▶ Activity
Scan the data. Collect each line that contains the word "sample".

▶ Given information

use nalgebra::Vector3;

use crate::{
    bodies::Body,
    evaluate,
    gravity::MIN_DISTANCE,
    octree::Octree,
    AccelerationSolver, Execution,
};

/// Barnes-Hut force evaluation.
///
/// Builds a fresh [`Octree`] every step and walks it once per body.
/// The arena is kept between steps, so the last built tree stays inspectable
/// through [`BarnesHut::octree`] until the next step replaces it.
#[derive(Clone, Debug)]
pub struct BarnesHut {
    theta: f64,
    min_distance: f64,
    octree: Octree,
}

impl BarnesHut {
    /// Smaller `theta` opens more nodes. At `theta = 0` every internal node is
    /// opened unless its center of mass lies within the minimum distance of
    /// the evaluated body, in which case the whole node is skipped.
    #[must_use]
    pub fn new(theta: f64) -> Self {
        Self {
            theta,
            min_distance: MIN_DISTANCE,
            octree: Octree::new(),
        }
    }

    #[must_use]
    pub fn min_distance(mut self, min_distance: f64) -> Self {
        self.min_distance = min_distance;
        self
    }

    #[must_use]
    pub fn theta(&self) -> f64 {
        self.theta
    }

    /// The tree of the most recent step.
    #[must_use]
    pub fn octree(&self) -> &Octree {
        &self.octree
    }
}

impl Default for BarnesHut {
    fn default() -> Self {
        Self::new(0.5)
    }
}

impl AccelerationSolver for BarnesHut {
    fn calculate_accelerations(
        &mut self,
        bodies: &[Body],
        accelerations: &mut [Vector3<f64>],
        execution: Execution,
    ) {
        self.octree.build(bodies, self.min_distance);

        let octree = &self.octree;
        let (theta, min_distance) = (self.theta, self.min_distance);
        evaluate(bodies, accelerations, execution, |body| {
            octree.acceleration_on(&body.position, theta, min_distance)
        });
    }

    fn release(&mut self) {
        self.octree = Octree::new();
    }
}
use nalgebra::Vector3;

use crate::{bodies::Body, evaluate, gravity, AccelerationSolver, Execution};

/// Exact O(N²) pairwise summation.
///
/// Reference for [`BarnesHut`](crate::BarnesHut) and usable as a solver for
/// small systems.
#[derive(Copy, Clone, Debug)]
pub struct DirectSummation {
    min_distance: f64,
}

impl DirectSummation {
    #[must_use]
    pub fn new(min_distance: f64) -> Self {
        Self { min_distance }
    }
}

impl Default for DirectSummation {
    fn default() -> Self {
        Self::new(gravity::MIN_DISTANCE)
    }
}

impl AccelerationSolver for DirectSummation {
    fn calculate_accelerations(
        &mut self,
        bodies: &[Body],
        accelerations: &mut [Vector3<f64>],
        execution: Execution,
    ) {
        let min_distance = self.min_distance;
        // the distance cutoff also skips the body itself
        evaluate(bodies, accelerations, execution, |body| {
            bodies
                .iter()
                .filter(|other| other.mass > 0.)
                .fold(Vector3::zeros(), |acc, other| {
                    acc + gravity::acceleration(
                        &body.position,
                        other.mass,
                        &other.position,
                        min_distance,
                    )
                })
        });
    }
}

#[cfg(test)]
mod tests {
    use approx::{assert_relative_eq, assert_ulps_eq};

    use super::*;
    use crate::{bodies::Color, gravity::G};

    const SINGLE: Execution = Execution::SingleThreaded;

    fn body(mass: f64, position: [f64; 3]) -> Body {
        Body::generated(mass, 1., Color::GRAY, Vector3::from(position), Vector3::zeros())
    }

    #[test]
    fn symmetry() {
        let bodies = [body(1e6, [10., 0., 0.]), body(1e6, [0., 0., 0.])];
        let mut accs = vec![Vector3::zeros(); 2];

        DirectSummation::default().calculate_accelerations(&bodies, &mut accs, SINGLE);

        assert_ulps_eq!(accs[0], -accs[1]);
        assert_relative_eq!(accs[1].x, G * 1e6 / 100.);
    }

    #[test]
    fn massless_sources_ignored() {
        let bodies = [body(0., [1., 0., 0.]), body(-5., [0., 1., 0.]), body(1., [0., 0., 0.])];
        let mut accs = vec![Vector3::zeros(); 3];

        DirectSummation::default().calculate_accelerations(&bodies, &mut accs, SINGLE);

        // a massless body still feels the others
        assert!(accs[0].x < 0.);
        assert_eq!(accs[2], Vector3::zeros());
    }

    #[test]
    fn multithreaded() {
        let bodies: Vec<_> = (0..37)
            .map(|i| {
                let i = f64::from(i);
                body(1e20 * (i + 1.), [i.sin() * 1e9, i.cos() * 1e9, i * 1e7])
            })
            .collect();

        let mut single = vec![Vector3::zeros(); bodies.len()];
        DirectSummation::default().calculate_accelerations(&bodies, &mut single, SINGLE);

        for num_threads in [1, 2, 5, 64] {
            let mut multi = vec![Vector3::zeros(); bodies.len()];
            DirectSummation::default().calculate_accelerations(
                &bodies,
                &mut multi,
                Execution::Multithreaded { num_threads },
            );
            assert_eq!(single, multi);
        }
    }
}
==
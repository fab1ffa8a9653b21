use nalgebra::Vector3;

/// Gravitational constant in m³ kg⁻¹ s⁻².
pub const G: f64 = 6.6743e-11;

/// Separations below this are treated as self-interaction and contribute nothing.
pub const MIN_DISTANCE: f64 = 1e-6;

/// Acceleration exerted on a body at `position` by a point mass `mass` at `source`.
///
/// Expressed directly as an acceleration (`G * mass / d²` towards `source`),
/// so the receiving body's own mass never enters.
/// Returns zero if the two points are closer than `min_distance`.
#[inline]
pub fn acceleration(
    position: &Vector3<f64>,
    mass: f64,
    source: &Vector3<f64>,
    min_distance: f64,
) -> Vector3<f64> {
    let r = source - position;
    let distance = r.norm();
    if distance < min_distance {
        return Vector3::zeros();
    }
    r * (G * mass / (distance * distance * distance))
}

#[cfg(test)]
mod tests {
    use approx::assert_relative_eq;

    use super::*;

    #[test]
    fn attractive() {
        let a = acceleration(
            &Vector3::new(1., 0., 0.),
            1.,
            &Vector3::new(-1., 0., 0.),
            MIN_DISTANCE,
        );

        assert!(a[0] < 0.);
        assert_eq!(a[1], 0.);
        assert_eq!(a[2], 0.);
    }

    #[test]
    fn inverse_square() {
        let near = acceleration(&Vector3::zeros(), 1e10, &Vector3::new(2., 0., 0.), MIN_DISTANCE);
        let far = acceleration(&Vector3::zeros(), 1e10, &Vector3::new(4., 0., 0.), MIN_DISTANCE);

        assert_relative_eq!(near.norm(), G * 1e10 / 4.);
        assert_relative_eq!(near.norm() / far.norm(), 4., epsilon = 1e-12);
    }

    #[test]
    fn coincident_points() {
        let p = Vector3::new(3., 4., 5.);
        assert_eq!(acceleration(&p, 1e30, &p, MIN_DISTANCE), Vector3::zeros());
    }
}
...
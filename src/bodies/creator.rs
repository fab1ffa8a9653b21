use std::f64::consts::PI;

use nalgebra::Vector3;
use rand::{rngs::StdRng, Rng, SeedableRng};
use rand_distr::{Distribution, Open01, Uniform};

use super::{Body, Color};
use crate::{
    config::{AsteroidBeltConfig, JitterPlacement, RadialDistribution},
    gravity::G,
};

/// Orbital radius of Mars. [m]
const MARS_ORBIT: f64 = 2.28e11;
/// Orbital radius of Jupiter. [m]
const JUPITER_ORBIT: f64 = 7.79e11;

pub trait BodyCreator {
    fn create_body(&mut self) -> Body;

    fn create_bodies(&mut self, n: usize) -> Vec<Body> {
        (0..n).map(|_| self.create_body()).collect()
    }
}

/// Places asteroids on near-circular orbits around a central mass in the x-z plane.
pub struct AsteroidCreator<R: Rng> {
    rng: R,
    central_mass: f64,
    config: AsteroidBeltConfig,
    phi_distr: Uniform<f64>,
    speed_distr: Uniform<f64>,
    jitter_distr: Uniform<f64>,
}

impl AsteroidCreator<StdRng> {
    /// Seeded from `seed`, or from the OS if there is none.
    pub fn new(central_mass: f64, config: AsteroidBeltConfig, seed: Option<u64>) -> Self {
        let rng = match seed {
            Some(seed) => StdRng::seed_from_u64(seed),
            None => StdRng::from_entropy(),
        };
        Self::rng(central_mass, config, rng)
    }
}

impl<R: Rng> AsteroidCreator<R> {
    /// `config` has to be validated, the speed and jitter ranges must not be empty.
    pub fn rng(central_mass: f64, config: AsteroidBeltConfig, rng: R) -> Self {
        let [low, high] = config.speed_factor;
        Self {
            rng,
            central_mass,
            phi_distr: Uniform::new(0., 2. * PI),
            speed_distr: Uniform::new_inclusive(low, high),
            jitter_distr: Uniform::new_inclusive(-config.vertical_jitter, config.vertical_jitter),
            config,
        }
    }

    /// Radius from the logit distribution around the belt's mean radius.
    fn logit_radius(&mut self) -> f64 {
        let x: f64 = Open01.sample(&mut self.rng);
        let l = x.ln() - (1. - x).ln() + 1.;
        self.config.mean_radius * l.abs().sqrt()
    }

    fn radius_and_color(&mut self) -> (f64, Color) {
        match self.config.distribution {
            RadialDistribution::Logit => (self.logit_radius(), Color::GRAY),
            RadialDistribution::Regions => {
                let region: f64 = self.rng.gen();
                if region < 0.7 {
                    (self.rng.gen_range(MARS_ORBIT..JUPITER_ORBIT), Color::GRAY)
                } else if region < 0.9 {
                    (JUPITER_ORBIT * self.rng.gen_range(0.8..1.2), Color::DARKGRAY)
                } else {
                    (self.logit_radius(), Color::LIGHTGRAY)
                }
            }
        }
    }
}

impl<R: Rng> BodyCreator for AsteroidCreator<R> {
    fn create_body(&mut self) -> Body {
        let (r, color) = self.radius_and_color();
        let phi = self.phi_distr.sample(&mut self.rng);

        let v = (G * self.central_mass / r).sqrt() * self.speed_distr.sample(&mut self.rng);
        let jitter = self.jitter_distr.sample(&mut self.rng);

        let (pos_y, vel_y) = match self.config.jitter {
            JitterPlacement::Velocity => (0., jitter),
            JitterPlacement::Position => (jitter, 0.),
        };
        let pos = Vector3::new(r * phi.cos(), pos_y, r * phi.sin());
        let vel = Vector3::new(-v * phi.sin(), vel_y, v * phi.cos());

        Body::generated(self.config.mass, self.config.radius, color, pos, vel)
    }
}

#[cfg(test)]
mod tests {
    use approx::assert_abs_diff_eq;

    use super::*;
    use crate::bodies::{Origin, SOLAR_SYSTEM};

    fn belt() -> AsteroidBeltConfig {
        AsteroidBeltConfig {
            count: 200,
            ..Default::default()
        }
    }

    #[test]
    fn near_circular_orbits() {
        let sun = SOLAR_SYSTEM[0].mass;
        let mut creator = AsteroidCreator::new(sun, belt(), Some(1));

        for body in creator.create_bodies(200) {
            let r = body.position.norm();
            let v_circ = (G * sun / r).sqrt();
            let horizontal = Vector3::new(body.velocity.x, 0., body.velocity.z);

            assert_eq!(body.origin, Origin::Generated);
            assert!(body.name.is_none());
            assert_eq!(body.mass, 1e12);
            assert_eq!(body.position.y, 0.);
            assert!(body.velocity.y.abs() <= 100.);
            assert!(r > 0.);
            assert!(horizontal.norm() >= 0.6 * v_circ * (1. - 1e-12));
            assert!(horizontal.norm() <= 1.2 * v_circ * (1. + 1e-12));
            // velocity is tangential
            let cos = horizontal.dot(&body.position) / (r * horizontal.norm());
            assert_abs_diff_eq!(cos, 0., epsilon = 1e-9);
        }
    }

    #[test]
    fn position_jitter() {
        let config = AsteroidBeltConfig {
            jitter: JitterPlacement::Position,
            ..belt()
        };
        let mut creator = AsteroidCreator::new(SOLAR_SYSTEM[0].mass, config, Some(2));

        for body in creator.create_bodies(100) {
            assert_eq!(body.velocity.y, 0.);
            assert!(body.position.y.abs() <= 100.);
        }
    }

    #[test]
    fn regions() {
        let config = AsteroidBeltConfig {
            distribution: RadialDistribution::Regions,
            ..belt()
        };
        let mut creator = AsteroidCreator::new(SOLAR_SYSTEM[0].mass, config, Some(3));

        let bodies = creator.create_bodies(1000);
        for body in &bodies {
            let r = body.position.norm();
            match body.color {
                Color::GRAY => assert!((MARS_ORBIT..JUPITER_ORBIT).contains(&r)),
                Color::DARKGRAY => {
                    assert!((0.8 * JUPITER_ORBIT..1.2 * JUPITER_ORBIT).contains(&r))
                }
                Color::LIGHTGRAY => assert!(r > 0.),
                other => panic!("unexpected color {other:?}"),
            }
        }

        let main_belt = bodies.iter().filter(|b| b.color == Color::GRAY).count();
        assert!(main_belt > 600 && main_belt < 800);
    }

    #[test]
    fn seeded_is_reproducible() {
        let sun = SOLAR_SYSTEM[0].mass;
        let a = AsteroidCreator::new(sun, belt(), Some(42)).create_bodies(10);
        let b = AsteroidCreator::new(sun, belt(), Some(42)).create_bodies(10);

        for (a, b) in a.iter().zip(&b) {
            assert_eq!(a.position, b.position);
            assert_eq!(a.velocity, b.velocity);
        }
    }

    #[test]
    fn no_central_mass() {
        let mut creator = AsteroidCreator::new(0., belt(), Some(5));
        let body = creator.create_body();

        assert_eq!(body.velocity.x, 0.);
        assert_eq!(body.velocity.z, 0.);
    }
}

▶ Result of the task
        let x: f64 = Open01.sample(&mut self.rng);
        let phi = self.phi_distr.sample(&mut self.rng);
        let v = (G * self.central_mass / r).sqrt() * self.speed_distr.sample(&mut self.rng);
        let jitter = self.jitter_distr.sample(&mut self.rng);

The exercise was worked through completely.